The relatively high incidence of extrathoracic manifestations of
tuberculosis in the Indian subcontinent ethnic group has been
referred to above. This has not been adequately explained. As a
similar high proportion of non-respiratory disease is observed in
AIDS patients, it has been postulated that immigration might be
associated with some form of acquired immunodeficiency. One distinct
possibility is the lowering of serum vitamin D (25
hydroxycholecalciferol) levels up to tenfold that occurs in
immigrants from developing countries after arrival in the relatively
sunless United Kingdom . This
vitamin is an important mediator of macrophage activation which is
central to protective immunity in tuberculosis; indeed,this explains
the claimed success of cod liver oil and sunlight in the treatment
of tuberculosis in the pre-chemotherapeutic era. 53 Thus, infected
people might have latent tuberculosis while in their own country but
develop active disease when their vitamin D levels fall.
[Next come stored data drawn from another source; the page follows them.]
use async_trait::async_trait;
use std::collections::HashMap;
use std::sync::Mutex;

#[cfg(test)]
use mockall::automock;

use crate::models::{
    RepositoryError, TransactionRepoModel, TransactionStatus, TransactionUpdateRequest,
};

/// Durable-store contract for broadcast-attempt records. Records are keyed
/// by request id; at most one live record exists per request, and once a
/// hash is known the record is also reachable by it.
#[cfg_attr(test, automock)]
#[async_trait]
pub trait TransactionRepositoryTrait: Send + Sync {
    async fn create(
        &self,
        tx: TransactionRepoModel,
    ) -> Result<TransactionRepoModel, RepositoryError>;

    async fn get_by_request_id(
        &self,
        request_id: &str,
    ) -> Result<Option<TransactionRepoModel>, RepositoryError>;

    async fn get_by_hash(&self, hash: &str)
        -> Result<Option<TransactionRepoModel>, RepositoryError>;

    /// Compare-and-set partial update by hash. A record already terminal
    /// is never moved back to `Submitted` by a stale in-flight check.
    async fn update_by_hash(
        &self,
        hash: &str,
        update: TransactionUpdateRequest,
    ) -> Result<TransactionRepoModel, RepositoryError>;

    /// Every record still awaiting finality, for monitor reload at start.
    async fn list_pending(&self) -> Result<Vec<TransactionRepoModel>, RepositoryError>;
}

pub struct InMemoryTransactionRepository {
    store: Mutex<HashMap<String, TransactionRepoModel>>,
}

impl InMemoryTransactionRepository {
    pub fn new() -> Self {
        Self {
            store: Mutex::new(HashMap::new()),
        }
    }
}

impl Default for InMemoryTransactionRepository {
    fn default() -> Self {
        Self::new()
    }
}

#[async_trait]
impl TransactionRepositoryTrait for InMemoryTransactionRepository {
    async fn create(
        &self,
        tx: TransactionRepoModel,
    ) -> Result<TransactionRepoModel, RepositoryError> {
        let mut store = self.store.lock().unwrap();
        if let Some(existing) = store.get(&tx.request_id) {
            if !existing.status.is_terminal() {
                return Err(RepositoryError::ConstraintViolation(format!(
                    "Request {} already has a live transaction record",
                    tx.request_id
                )));
            }
        }
        store.insert(tx.request_id.clone(), tx.clone());
        Ok(tx)
    }

    async fn get_by_request_id(
        &self,
        request_id: &str,
    ) -> Result<Option<TransactionRepoModel>, RepositoryError> {
        let store = self.store.lock().unwrap();
        Ok(store.get(request_id).cloned())
    }

    async fn get_by_hash(
        &self,
        hash: &str,
    ) -> Result<Option<TransactionRepoModel>, RepositoryError> {
        let store = self.store.lock().unwrap();
        Ok(store
            .values()
            .find(|tx| tx.tx_hash.as_deref() == Some(hash))
            .cloned())
    }

    async fn update_by_hash(
        &self,
        hash: &str,
        update: TransactionUpdateRequest,
    ) -> Result<TransactionRepoModel, RepositoryError> {
        let mut store = self.store.lock().unwrap();
        let tx = store
            .values_mut()
            .find(|tx| tx.tx_hash.as_deref() == Some(hash))
            .ok_or_else(|| {
                RepositoryError::NotFound(format!("Transaction with hash {} not found", hash))
            })?;

        if let Some(status) = update.status {
            if tx.status.is_terminal() && tx.status != status {
                return Err(RepositoryError::InvalidTransition(format!(
                    "Transaction {} is already {} and cannot move to {}",
                    hash, tx.status, status
                )));
            }
            tx.status = status;
        }
        if let Some(confirmations) = update.confirmations {
            tx.confirmations = confirmations;
        }
        if let Some(block_height) = update.block_height {
            tx.block_height = Some(block_height);
        }
        if let Some(block_hash) = update.block_hash {
            tx.block_hash = Some(block_hash);
        }
        if let Some(failure_reason) = update.failure_reason {
            tx.failure_reason = Some(failure_reason);
        }
        Ok(tx.clone())
    }

    async fn list_pending(&self) -> Result<Vec<TransactionRepoModel>, RepositoryError> {
        let store = self.store.lock().unwrap();
        Ok(store
            .values()
            .filter(|tx| tx.status == TransactionStatus::Submitted && tx.tx_hash.is_some())
            .cloned()
            .collect())
    }
}

#[cfg(test)]
mod tests {
    use super::*;

    #[tokio::test]
    async fn test_create_and_lookup_by_hash() {
        let repo = InMemoryTransactionRepository::new();
        repo.create(TransactionRepoModel::submitted("req-1", "hash-1"))
            .await
            .unwrap();

        let by_hash = repo.get_by_hash("hash-1").await.unwrap().unwrap();
        assert_eq!(by_hash.request_id, "req-1");
        assert!(repo.get_by_hash("hash-2").await.unwrap().is_none());
    }

    #[tokio::test]
    async fn test_live_record_is_unique_per_request() {
        let repo = InMemoryTransactionRepository::new();
        repo.create(TransactionRepoModel::submitted("req-1", "hash-1"))
            .await
            .unwrap();

        let result = repo
            .create(TransactionRepoModel::submitted("req-1", "hash-2"))
            .await;
        assert!(matches!(
            result,
            Err(RepositoryError::ConstraintViolation(_))
        ));
    }

    #[tokio::test]
    async fn test_new_record_allowed_after_terminal() {
        let repo = InMemoryTransactionRepository::new();
        repo.create(TransactionRepoModel::submitted("req-1", "hash-1"))
            .await
            .unwrap();
        repo.update_by_hash(
            "hash-1",
            TransactionUpdateRequest {
                status: Some(TransactionStatus::Failed),
                failure_reason: Some("timeout".to_string()),
                ..Default::default()
            },
        )
        .await
        .unwrap();

        repo.create(TransactionRepoModel::submitted("req-1", "hash-2"))
            .await
            .unwrap();
        let live = repo.get_by_request_id("req-1").await.unwrap().unwrap();
        assert_eq!(live.tx_hash.as_deref(), Some("hash-2"));
    }

    #[tokio::test]
    async fn test_partial_update() {
        let repo = InMemoryTransactionRepository::new();
        repo.create(TransactionRepoModel::submitted("req-1", "hash-1"))
            .await
            .unwrap();

        let updated = repo
            .update_by_hash(
                "hash-1",
                TransactionUpdateRequest {
                    confirmations: Some(2),
                    block_height: Some(98),
                    block_hash: Some("block-98".to_string()),
                    ..Default::default()
                },
            )
            .await
            .unwrap();
        assert_eq!(updated.status, TransactionStatus::Submitted);
        assert_eq!(updated.confirmations, 2);
        assert_eq!(updated.block_height, Some(98));
    }

    #[tokio::test]
    async fn test_terminal_record_not_resubmitted() {
        let repo = InMemoryTransactionRepository::new();
        repo.create(TransactionRepoModel::submitted("req-1", "hash-1"))
            .await
            .unwrap();
        repo.update_by_hash(
            "hash-1",
            TransactionUpdateRequest {
                status: Some(TransactionStatus::Failed),
                ..Default::default()
            },
        )
        .await
        .unwrap();

        let result = repo
            .update_by_hash(
                "hash-1",
                TransactionUpdateRequest {
                    status: Some(TransactionStatus::Submitted),
                    ..Default::default()
                },
            )
            .await;
        assert!(matches!(result, Err(RepositoryError::InvalidTransition(_))));
    }

    #[tokio::test]
    async fn test_list_pending_excludes_terminal() {
        let repo = InMemoryTransactionRepository::new();
        repo.create(TransactionRepoModel::submitted("req-1", "hash-1"))
            .await
            .unwrap();
        repo.create(TransactionRepoModel::submitted("req-2", "hash-2"))
            .await
            .unwrap();
        repo.update_by_hash(
            "hash-2",
            TransactionUpdateRequest {
                status: Some(TransactionStatus::Confirmed),
                ..Default::default()
            },
        )
        .await
        .unwrap();

        let pending = repo.list_pending().await.unwrap();
        assert_eq!(pending.len(), 1);
        assert_eq!(pending[0].tx_hash.as_deref(), Some("hash-1"));
    }
}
The relationship between vitamin D and susceptibility to
tuberculosis is, as mentioned above, affected by genetic factors. In
India a study of the wives of men with tuberculosis suggested that
the homozygous TT vitamin D receptor (VDR) genotype was associated
with resistance and the tt genotype with susceptibility to the
disease. The expression of the impact of VDR genotype may be
accentuated by vitamin D deficiency. This was the case in a
predominantly vegetarian population of Gujarati Asians resident in
west London . Those with serum vitamin D levels too low for
detection had an almost tenfold increase in their risk of active
tuberculosis.Although there was no independent association between
the VDR genotype and the risk of tuberculosis, the combination of
the TT/Tt VDR genotype and vitamin D deficiency was associated with
disease and a combination of the tt genotype and undetectable serum
vitamin D had a fivefold stronger association with disease
Factors influencing bacillary persistence
One of the most important factors in the development of tuberculosis
is the poorly understood ability of the tubercle bacillus to persist
in the tissues for long periods of time. Very recent evidence has
cast interesting new light on the factors which may influence
bacillary persistence. The use of polymerase chain reaction (PCR) to
detect DNA specific for M tuberculosis in cadaveric lungs has shown
that this bacterium can persist intracellularly without histological
evidence of tuberculosis lesions. M tuberculosis DNA is situated,
not only in macrophages, but also in other cells not normally
regarded
as phagocytic such as type II pneumocytes, endothelial cells, and
fibroblasts. These cells, rather than the healed granuloma,might
offer protected sites for persistent bacilli. These findings
contradict the dominant view that latent organisms exist in old
classic tuberculosis lesions and have relevance to strategies aimed
at eliminating latent and persistent bacilli.